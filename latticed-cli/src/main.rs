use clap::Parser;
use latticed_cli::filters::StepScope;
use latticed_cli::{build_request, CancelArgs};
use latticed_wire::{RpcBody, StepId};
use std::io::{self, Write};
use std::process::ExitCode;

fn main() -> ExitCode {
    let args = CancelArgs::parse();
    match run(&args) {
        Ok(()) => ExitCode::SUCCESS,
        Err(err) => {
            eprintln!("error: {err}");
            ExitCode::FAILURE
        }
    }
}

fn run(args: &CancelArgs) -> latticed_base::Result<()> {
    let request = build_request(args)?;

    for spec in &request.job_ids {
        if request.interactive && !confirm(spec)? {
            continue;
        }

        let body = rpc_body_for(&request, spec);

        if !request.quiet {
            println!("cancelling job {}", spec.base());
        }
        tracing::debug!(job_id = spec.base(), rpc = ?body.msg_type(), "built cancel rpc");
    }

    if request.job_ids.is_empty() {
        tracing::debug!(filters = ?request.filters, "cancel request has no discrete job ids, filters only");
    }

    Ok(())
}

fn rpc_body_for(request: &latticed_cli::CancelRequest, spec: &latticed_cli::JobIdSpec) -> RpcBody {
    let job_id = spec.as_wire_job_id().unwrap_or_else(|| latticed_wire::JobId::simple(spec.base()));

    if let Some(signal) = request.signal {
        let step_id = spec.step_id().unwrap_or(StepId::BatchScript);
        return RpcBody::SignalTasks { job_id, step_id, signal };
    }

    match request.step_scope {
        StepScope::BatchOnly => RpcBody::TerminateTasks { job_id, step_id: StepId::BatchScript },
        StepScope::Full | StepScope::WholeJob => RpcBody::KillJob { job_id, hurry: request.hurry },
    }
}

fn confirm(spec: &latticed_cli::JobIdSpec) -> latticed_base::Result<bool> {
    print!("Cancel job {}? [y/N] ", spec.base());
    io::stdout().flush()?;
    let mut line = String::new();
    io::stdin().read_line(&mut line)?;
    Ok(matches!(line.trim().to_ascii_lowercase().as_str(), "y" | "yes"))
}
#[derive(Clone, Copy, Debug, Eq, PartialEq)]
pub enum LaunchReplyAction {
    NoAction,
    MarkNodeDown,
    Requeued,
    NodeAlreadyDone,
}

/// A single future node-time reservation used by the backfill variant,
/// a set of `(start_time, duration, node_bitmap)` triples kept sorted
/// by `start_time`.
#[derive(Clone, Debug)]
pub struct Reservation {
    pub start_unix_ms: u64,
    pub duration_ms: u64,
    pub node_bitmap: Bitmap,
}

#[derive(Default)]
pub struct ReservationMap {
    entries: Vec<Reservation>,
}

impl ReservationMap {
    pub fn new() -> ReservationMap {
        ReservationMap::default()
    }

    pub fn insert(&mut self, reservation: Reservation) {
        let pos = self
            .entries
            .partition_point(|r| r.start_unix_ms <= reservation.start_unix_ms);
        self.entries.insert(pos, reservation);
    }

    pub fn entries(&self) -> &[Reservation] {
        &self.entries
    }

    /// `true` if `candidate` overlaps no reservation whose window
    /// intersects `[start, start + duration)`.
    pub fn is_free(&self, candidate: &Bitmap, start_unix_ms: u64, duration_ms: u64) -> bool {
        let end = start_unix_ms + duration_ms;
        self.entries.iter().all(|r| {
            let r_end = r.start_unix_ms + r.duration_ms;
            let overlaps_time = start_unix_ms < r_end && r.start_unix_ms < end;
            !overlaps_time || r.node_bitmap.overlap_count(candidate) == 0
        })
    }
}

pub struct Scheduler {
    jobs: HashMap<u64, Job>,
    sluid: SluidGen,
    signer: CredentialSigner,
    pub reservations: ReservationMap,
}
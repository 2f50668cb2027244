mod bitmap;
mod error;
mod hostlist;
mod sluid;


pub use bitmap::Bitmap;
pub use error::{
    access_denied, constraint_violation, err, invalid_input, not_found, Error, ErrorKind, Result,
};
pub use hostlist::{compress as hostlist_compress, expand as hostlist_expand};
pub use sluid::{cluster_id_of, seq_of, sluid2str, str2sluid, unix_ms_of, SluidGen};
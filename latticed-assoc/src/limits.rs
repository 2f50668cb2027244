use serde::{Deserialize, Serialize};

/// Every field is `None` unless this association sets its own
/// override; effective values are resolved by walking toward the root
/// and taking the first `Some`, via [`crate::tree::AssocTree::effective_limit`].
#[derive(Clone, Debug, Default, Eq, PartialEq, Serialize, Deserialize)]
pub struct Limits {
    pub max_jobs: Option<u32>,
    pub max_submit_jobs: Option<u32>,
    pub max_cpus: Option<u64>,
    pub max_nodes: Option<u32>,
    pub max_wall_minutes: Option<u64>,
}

----------------------------------------

Task goal:
What lines in the records above include the string "filters"? Copy each one.

Output of the exercise:
use latticed_cli::filters::StepScope;
        tracing::debug!(filters = ?request.filters, "cancel request has no discrete job ids, filters only");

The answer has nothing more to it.